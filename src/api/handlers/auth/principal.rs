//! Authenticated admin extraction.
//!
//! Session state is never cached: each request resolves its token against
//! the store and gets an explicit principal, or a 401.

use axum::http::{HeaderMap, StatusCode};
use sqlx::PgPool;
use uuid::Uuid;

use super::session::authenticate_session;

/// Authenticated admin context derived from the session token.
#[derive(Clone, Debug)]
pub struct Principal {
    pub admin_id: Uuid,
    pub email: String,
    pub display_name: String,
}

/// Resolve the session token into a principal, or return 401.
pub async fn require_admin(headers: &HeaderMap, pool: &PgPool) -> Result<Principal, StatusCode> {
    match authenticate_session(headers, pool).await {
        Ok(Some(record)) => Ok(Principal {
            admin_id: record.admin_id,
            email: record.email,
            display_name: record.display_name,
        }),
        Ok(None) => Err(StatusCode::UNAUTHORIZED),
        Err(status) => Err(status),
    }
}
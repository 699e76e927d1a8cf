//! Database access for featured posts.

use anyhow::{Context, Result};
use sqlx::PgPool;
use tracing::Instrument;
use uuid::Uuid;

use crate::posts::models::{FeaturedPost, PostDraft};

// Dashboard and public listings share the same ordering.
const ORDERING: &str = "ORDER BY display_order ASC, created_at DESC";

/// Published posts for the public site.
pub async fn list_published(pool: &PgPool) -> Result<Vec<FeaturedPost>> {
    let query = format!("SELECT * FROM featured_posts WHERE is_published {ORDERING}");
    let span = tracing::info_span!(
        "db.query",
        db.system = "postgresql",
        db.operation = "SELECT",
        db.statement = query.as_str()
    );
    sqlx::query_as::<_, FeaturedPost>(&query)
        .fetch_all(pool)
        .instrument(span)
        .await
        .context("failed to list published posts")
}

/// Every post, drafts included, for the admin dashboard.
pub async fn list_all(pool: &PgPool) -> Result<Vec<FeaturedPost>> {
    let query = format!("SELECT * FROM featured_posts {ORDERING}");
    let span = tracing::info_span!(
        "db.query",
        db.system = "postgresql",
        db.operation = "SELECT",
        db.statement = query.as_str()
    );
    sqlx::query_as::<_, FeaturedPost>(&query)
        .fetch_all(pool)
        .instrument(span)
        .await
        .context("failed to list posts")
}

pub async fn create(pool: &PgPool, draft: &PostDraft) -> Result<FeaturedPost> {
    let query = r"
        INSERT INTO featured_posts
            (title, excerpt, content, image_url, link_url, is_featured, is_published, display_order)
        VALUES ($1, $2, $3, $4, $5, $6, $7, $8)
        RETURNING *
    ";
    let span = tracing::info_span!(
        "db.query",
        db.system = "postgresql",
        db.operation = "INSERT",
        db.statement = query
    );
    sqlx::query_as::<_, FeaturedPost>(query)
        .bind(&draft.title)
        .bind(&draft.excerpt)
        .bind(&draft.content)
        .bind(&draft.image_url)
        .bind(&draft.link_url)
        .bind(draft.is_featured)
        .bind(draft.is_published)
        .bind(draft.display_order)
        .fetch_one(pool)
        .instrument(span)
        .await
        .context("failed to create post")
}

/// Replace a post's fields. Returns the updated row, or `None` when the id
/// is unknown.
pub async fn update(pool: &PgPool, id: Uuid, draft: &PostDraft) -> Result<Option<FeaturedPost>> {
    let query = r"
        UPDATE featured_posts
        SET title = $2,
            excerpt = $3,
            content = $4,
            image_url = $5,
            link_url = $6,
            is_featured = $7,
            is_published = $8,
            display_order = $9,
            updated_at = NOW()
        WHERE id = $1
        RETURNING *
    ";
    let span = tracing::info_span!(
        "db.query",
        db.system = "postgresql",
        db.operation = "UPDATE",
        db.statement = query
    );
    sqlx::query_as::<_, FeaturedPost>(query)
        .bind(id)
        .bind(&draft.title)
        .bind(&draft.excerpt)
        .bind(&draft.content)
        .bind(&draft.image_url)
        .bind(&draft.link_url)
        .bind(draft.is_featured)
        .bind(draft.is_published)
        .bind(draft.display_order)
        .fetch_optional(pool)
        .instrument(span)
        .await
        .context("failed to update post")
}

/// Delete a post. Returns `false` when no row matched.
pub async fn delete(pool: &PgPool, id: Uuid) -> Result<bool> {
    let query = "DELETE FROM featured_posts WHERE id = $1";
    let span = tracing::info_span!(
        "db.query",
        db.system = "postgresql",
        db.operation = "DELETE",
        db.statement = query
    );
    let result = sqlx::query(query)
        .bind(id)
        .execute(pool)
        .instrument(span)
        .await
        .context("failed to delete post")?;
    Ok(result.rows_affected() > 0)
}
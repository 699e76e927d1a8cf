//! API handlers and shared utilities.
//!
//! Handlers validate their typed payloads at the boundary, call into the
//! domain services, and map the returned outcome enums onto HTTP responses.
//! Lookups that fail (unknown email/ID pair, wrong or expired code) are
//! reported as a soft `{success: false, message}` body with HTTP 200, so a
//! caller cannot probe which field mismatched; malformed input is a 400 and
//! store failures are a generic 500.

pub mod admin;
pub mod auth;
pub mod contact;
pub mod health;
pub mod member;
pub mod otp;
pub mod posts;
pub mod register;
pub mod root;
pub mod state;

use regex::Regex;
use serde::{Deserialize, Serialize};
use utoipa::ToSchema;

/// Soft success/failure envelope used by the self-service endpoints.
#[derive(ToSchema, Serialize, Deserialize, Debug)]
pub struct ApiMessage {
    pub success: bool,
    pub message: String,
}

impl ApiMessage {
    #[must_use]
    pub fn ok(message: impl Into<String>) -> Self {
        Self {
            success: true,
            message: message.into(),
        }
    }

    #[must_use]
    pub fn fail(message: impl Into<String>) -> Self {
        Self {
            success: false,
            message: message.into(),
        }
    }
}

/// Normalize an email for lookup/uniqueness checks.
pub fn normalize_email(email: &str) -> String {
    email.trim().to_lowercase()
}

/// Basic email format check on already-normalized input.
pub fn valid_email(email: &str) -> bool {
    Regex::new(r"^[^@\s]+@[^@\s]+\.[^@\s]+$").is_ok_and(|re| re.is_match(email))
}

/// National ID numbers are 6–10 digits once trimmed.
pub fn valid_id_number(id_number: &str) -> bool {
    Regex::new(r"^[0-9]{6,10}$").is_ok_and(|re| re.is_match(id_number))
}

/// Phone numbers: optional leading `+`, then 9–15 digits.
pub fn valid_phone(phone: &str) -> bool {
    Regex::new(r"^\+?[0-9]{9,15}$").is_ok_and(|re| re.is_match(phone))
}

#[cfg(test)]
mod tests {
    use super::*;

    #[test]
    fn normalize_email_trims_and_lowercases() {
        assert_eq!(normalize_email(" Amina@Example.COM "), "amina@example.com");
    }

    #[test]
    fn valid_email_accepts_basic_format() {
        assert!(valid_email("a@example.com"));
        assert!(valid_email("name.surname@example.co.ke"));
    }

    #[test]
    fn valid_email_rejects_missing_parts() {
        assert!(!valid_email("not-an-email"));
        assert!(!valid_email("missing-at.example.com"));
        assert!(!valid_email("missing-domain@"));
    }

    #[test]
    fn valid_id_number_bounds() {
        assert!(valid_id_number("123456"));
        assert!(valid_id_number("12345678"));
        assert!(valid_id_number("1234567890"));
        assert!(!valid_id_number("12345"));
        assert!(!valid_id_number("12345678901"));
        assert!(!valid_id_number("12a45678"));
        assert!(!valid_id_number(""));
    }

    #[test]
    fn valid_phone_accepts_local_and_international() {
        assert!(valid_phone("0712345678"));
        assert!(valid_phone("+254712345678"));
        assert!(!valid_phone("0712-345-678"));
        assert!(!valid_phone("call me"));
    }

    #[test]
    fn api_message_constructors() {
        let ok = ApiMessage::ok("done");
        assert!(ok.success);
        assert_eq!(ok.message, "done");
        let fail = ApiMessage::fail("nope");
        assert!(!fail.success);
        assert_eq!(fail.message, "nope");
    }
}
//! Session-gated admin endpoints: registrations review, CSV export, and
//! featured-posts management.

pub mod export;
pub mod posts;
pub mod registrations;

========================================================================

_WHAT IS NEEDED_
Show the lines of the data that hold the word "record".

_EXPECTED ANSWER_
        Ok(Some(record)) => Ok(Principal {
            admin_id: record.admin_id,
            email: record.email,
            display_name: record.display_name,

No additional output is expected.